Museum of Contemporary Arts
This museum, as its name implies, is home to several distinguished contemporary art pieces. By definition, contemporary arts are post modern arts and made during this lifetime. The Museum of Contemporary Arts offers a variety of exhibits that would pop up anytime. The past notable exhibits are that of Marilyn Monroe and the Girl with Hair Ribbon. Most recently, the museum garners the acclaimed Hideaki Anno’s TOKUSATSU Special Effects Exhibits, which caters to the craftsmanship of special effects during the Showa, and Heisei era of Japan. It features a miniature skyline of Tokyo with complete accessories such as the different vehicles used during that time with many other vehicles and characters from the sci-fi films.

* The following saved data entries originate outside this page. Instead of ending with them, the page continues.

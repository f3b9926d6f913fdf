//! Fixed timing and travel constants of the stage hardware.
//!
//! This module centralizes:
//! - Session sequencing delays (polling, settle, settings wait)
//! - Calibration set-points and settle times
//! - Soft travel bounds for reader-driven stepping
//! - Tuning applied to the controller at startup
//!
//! Keeping them in one place makes the hardware timing auditable.

use std::time::Duration;

// =============================================================================
// Session Timing
// =============================================================================

/// Device status polling interval requested at `StartPolling` (250 ms).
pub const POLLING_INTERVAL: Duration = Duration::from_millis(250);

/// Upper bound on the settings-initialization wait (5 seconds).
///
/// Only waited when the device does not already report initialized settings.
pub const SETTINGS_INIT_TIMEOUT: Duration = Duration::from_millis(5000);

/// Settle delay after starting polling and again after enabling (500 ms).
pub const ENABLE_SETTLE_DELAY: Duration = Duration::from_millis(500);

/// Presentation monitor sampling interval (100 ms).
pub const MONITOR_INTERVAL: Duration = Duration::from_millis(100);

// =============================================================================
// Calibration
// =============================================================================

/// Lead-in settle before the first calibration set-point (1 second).
pub const CALIBRATION_LEAD_IN: Duration = Duration::from_secs(1);

/// Settle after commanding each calibration set-point (4 seconds).
pub const CALIBRATION_SETTLE: Duration = Duration::from_secs(4);

/// Gap after sampling the reader at a set-point (10 ms).
pub const CALIBRATION_SAMPLE_GAP: Duration = Duration::from_millis(10);

/// Low calibration set-point in percent of travel.
pub const CALIBRATION_LOW_PERCENT: f64 = 10.0;

/// High calibration set-point in percent of travel.
pub const CALIBRATION_HIGH_PERCENT: f64 = 70.0;

/// Physical position the stage is parked at after a successful calibration.
pub const CALIBRATION_PARK_POSITION: f64 = 1.0;

// =============================================================================
// Soft Travel
// =============================================================================

/// Reader position at or above which `move_pos_up` refuses to step.
pub const SOFT_TRAVEL_MAX: f64 = 19.0;

/// Reader position at or below which `move_pos_down` refuses to step.
pub const SOFT_TRAVEL_MIN: f64 = 1.0;

/// Physical step of `move_pos_up` / `move_pos_down` in reader units.
pub const POSITION_STEP: f64 = 1.0;

// =============================================================================
// Startup Tuning
// =============================================================================

/// Maximum output voltage applied at initialization (75 V).
pub const MAX_OUTPUT_VOLTAGE: f64 = 75.0;

/// Jog step in open loop (1 V).
pub const VOLTAGE_STEP: f64 = 1.0;

/// Jog step in closed loop (1 %).
pub const PERCENTAGE_STEP: f64 = 1.0;

/// Strain gauge front panel LED brightness.
pub const READER_LED_BRIGHTNESS: u8 = 120;

#[cfg(test)]
mod tests {
    use super::*;

    #[test]
    fn test_calibration_points_are_ordered() {
        assert!(CALIBRATION_LOW_PERCENT < CALIBRATION_HIGH_PERCENT);
        assert!(SOFT_TRAVEL_MIN < SOFT_TRAVEL_MAX);
    }

    #[test]
    fn test_enable_sequence_fits_in_settings_timeout() {
        assert!(ENABLE_SETTLE_DELAY * 2 < SETTINGS_INIT_TIMEOUT);
        assert!(MONITOR_INTERVAL < POLLING_INTERVAL);
    }
}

Tokyo Museum of Maritime Science
The Maritime Science Museum holds an exhibit of anything nautical related, the building itself looks like a ship of an ocean liner type. It is a six (6) story structure with the lower decks dedicated to engineering, and science of ship building. Also found in the same building are the gigantic turbines, displaying the ship propulsion and ship designs. The upper decks hold the replica of the imperial navy ships of world war one and two like the giant replica of battleship Yamato. Also in the same museum are the submarines, ferries, container ships, supertankers, and some wooden boats. The museum has a section for radio controlled boats where the hobbyists and kids can play. The outdoor area has an observatory and a seaside pool perfect for hot days. It also showcases the Soya, a real icebreaker type of ship, moored at the site of the museum.
Tobu World Square
The Tobu World Square is a theme park that displays miniature buildings and infrastructures. It displays more than a hundred world heritage site buildings replicated down to a 1/25th scale of the actual size. Likewise, about a hundred forty thousand (140,000) miniature people, also downsized to a 1/25th scale, add a more realistic feel to the replica structures. You’d most likely feel like a giant while touring the Tobu World Square.

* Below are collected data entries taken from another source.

//! Periodic status monitor.
//!
//! [`PollMonitor`] asks the stage actor for a [`MonitorSnapshot`] on every
//! tick and hands it to a [`SnapshotSink`]. At most one snapshot request is
//! outstanding: while a long command such as calibration holds the actor,
//! each tick re-renders the last snapshot marked `busy` instead of queueing
//! more reads.

use std::sync::Arc;
use std::time::Duration;

use parking_lot::Mutex;
use piezo_core::cancel::CancelToken;
use piezo_core::error::PiezoError;
use piezo_core::units::Unit;
use piezo_driver_thorlabs::{PiezoController, SessionStage, ValueReading};
use serde::Serialize;
use tokio::sync::oneshot;
use tokio::time::{interval, timeout, MissedTickBehavior};

use crate::actor::StageHandle;
use crate::messages::{StageError, StageResult};

// =============================================================================
// Snapshot
// =============================================================================

/// Reader part of a snapshot.
#[derive(Debug, Clone, PartialEq, Serialize)]
pub struct ReaderSnapshot {
    /// Reader serial
    pub serial: String,
    /// Reader lifecycle stage
    pub stage: SessionStage,
    /// Position in `unit`, if it could be read
    pub position: Option<f64>,
    /// Display unit, if recognized
    pub unit: Option<Unit>,
    /// Whether zeroing is in progress
    pub zeroing: bool,
}

/// Everything the status display shows for one tick.
#[derive(Debug, Clone, PartialEq, Serialize)]
pub struct MonitorSnapshot {
    /// Controller serial
    pub serial: String,
    /// Controller lifecycle stage
    pub stage: SessionStage,
    /// Value, unit and mode from one mode query
    pub controller: Option<ValueReading>,
    /// Reader state, when a reader was set up
    pub reader: Option<ReaderSnapshot>,
    /// Whether a calibration is held
    pub calibrated: bool,
    /// Stale copy shown while the actor is busy
    pub busy: bool,
    /// First read error of this tick
    pub error: Option<String>,
}

impl MonitorSnapshot {
    /// Read the controller and reader. Reads have no side effects; failures
    /// are recorded in [`error`](Self::error) rather than returned.
    pub async fn capture(controller: &PiezoController) -> Self {
        let mut snapshot = Self {
            serial: controller.serial().to_string(),
            stage: controller.stage(),
            controller: None,
            reader: None,
            calibrated: controller.calibration().is_calibrated(),
            busy: false,
            error: None,
        };
        if !controller.is_enabled() {
            return snapshot;
        }

        match controller.read_value().await {
            Ok(reading) => snapshot.controller = Some(reading),
            Err(err) => snapshot.note(err),
        }

        if let Some(reader) = controller.reader() {
            let mut state = ReaderSnapshot {
                serial: reader.serial().to_string(),
                stage: reader.stage(),
                position: None,
                unit: None,
                zeroing: false,
            };
            if reader.is_enabled() {
                match reader.get_position().await {
                    Ok(position) => state.position = Some(position),
                    Err(err) => snapshot.note(err),
                }
                match reader.get_units().await {
                    Ok(unit) => state.unit = Some(unit),
                    Err(err) => snapshot.note(err),
                }
                match reader.is_zeroing().await {
                    Ok(zeroing) => state.zeroing = zeroing,
                    Err(err) => snapshot.note(err),
                }
            }
            snapshot.reader = Some(state);
        }
        snapshot
    }

    fn note(&mut self, err: PiezoError) {
        tracing::debug!(error = %err, "Monitor read failed");
        if self.error.is_none() {
            self.error = Some(err.to_string());
        }
    }

    /// Whether the controller accepts commands.
    pub fn is_connected(&self) -> bool {
        self.stage.is_enabled()
    }

    /// Copy marked as stale.
    pub fn as_busy(&self) -> Self {
        Self {
            busy: true,
            ..self.clone()
        }
    }
}

/// One-line status text.
///
/// A controller that is not enabled renders as disconnected with its stage,
/// never with a value.
pub fn format_snapshot(snapshot: &MonitorSnapshot) -> String {
    let mut line = format!("S/N {}", snapshot.serial);
    if !snapshot.is_connected() {
        line.push_str(&format!(": disconnected ({})", snapshot.stage));
        if let Some(error) = &snapshot.error {
            line.push_str(&format!(": {}", error));
        }
        return line;
    }

    match &snapshot.controller {
        Some(reading) => line.push_str(&format!(
            " [{}] {:.3} {}",
            reading.mode, reading.value, reading.unit
        )),
        None => line.push_str(" value unavailable"),
    }

    if let Some(reader) = &snapshot.reader {
        line.push_str(&format!(" | reader {}: ", reader.serial));
        match (reader.position, reader.unit) {
            _ if !reader.stage.is_enabled() => {
                line.push_str(&format!("disconnected ({})", reader.stage))
            }
            (Some(position), Some(unit)) => line.push_str(&format!("{:.3} {}", position, unit)),
            (Some(position), None) => line.push_str(&format!("{:.3} ?", position)),
            (None, _) => line.push_str("unavailable"),
        }
        if reader.zeroing {
            line.push_str(" zeroing");
        }
    }

    if snapshot.calibrated {
        line.push_str(" calibrated");
    }
    if snapshot.busy {
        line.push_str(" (busy)");
    }
    line
}

// =============================================================================
// Sinks
// =============================================================================

/// Receives rendered snapshots.
pub trait SnapshotSink {
    /// Show one snapshot.
    fn render(&mut self, snapshot: &MonitorSnapshot);
}

/// Writes snapshots to stdout, as status lines or JSON lines.
#[derive(Debug, Clone, Copy, Default)]
pub struct ConsoleSink {
    json: bool,
}

impl ConsoleSink {
    /// Status lines.
    pub fn text() -> Self {
        Self { json: false }
    }

    /// One JSON object per line.
    pub fn json() -> Self {
        Self { json: true }
    }
}

impl SnapshotSink for ConsoleSink {
    fn render(&mut self, snapshot: &MonitorSnapshot) {
        if !self.json {
            println!("{}", format_snapshot(snapshot));
            return;
        }
        match serde_json::to_string(snapshot) {
            Ok(json) => println!("{}", json),
            Err(err) => tracing::warn!(error = %err, "Snapshot serialization failed"),
        }
    }
}

/// Keeps every snapshot in memory.
#[derive(Debug, Clone, Default)]
pub struct MemorySink {
    snapshots: Arc<Mutex<Vec<MonitorSnapshot>>>,
}

impl MemorySink {
    /// Empty sink.
    pub fn new() -> Self {
        Self::default()
    }

    /// Snapshots rendered so far.
    pub fn snapshots(&self) -> Vec<MonitorSnapshot> {
        self.snapshots.lock().clone()
    }

    /// Most recent snapshot.
    pub fn last(&self) -> Option<MonitorSnapshot> {
        self.snapshots.lock().last().cloned()
    }
}

impl SnapshotSink for MemorySink {
    fn render(&mut self, snapshot: &MonitorSnapshot) {
        self.snapshots.lock().push(snapshot.clone());
    }
}

// =============================================================================
// PollMonitor
// =============================================================================

/// What a tick rendered.
#[derive(Debug, Clone, Copy, PartialEq, Eq)]
pub enum TickOutcome {
    /// A new snapshot arrived.
    Fresh,
    /// The actor was busy; the last snapshot was re-rendered, if any.
    Busy,
}

/// Fixed-interval monitor over a stage actor.
#[derive(Debug)]
pub struct PollMonitor {
    handle: StageHandle,
    interval: Duration,
    pending: Option<oneshot::Receiver<MonitorSnapshot>>,
    last: Option<MonitorSnapshot>,
}

impl PollMonitor {
    /// Monitor ticking every `interval`.
    pub fn new(handle: StageHandle, interval: Duration) -> Self {
        Self {
            handle,
            interval,
            pending: None,
            last: None,
        }
    }

    /// Tick interval.
    pub fn interval(&self) -> Duration {
        self.interval
    }

    /// Whether a snapshot request is still unanswered.
    pub fn has_pending(&self) -> bool {
        self.pending.is_some()
    }

    /// Last fresh snapshot.
    pub fn last(&self) -> Option<&MonitorSnapshot> {
        self.last.as_ref()
    }

    /// Run one tick.
    ///
    /// Reuses the outstanding request if there is one, otherwise sends a new
    /// one, then waits up to one interval for the answer.
    pub async fn tick<S: SnapshotSink + ?Sized>(&mut self, sink: &mut S) -> StageResult<TickOutcome> {
        let mut rx = match self.pending.take() {
            Some(rx) => rx,
            None => self.handle.request_snapshot().await?,
        };

        match timeout(self.interval, &mut rx).await {
            Ok(Ok(snapshot)) => {
                sink.render(&snapshot);
                self.last = Some(snapshot);
                Ok(TickOutcome::Fresh)
            }
            Ok(Err(_)) => Err(StageError::ActorStopped),
            Err(_) => {
                self.pending = Some(rx);
                if let Some(last) = &self.last {
                    sink.render(&last.as_busy());
                }
                Ok(TickOutcome::Busy)
            }
        }
    }

    /// Tick until cancelled, or until `max_ticks` ticks have run. Returns the
    /// number of ticks.
    pub async fn run<S: SnapshotSink + ?Sized>(
        &mut self,
        sink: &mut S,
        cancel: &CancelToken,
        max_ticks: Option<u64>,
    ) -> StageResult<u64> {
        let mut ticker = interval(self.interval);
        ticker.set_missed_tick_behavior(MissedTickBehavior::Skip);

        let mut ticks = 0;
        loop {
            tokio::select! {
                _ = cancel.cancelled() => break,
                _ = ticker.tick() => {}
            }
            self.tick(sink).await?;
            ticks += 1;
            if max_ticks.is_some_and(|max| ticks >= max) {
                break;
            }
        }
        tracing::debug!(ticks, "Monitor stopped");
        Ok(ticks)
    }
}

#[cfg(test)]
mod tests {
    use super::*;
    use piezo_core::units::ControlMode;

    fn connected() -> MonitorSnapshot {
        MonitorSnapshot {
            serial: "81858318".to_string(),
            stage: SessionStage::Enabled,
            controller: Some(ValueReading {
                value: 25.0,
                unit: Unit::Percent,
                mode: ControlMode::ClosedLoop,
            }),
            reader: Some(ReaderSnapshot {
                serial: "84858066".to_string(),
                stage: SessionStage::Enabled,
                position: Some(5.0),
                unit: Some(Unit::Micrometers),
                zeroing: false,
            }),
            calibrated: true,
            busy: false,
            error: None,
        }
    }

    #[test]
    fn test_format_connected() {
        assert_eq!(
            format_snapshot(&connected()),
            "S/N 81858318 [closed-loop] 25.000 % | reader 84858066: 5.000 μm calibrated"
        );
    }

    #[test]
    fn test_format_busy_and_zeroing() {
        let mut snapshot = connected().as_busy();
        snapshot.calibrated = false;
        if let Some(reader) = snapshot.reader.as_mut() {
            reader.zeroing = true;
        }
        let line = format_snapshot(&snapshot);
        assert!(line.ends_with("zeroing (busy)"), "{line}");
    }

    #[test]
    fn test_format_disconnected() {
        let snapshot = MonitorSnapshot {
            serial: "81858318".to_string(),
            stage: SessionStage::Failed,
            controller: None,
            reader: None,
            calibrated: false,
            busy: false,
            error: Some("Driver returned no piezo handle for serial 81858318".to_string()),
        };
        assert!(!snapshot.is_connected());
        assert_eq!(
            format_snapshot(&snapshot),
            "S/N 81858318: disconnected (failed): Driver returned no piezo handle for serial 81858318"
        );
    }

    #[test]
    fn test_format_failed_reader() {
        let mut snapshot = connected();
        snapshot.calibrated = false;
        snapshot.reader = Some(ReaderSnapshot {
            serial: "84858066".to_string(),
            stage: SessionStage::Failed,
            position: None,
            unit: None,
            zeroing: false,
        });
        assert!(format_snapshot(&snapshot).ends_with("| reader 84858066: disconnected (failed)"));
    }

    #[test]
    fn test_snapshot_json_shape() {
        let json = serde_json::to_value(connected()).unwrap();
        assert_eq!(json["stage"], "enabled");
        assert_eq!(json["controller"]["mode"], "closed_loop");
        assert_eq!(json["controller"]["unit"], "percent");
        assert_eq!(json["reader"]["position"], 5.0);
    }

    #[test]
    fn test_memory_sink_collects() {
        let mut sink = MemorySink::new();
        let view = sink.clone();
        sink.render(&connected());
        sink.render(&connected().as_busy());
        assert_eq!(view.snapshots().len(), 2);
        assert!(view.last().unwrap().busy);
    }
}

The museum boasts a display of impressively accurate scale models. The awe-inspiring intricately detailed work extends to everything, including the miniature people, motor vehicles, planes, boats and others. There are complete replicas of world heritage sites, providing great insight into the lifestyle and ways of the people with regards to their environment. The exhibits let you feel like you’ve visited the actual places in one single theme park. You can tour the Sphinx, Pyramid, and Petra of Egypt; go to Europe at the Eiffel Tower; visit the United States courtesy of the White House; or traverse Asia with the Forbidden City of China and the many attractions of Japan.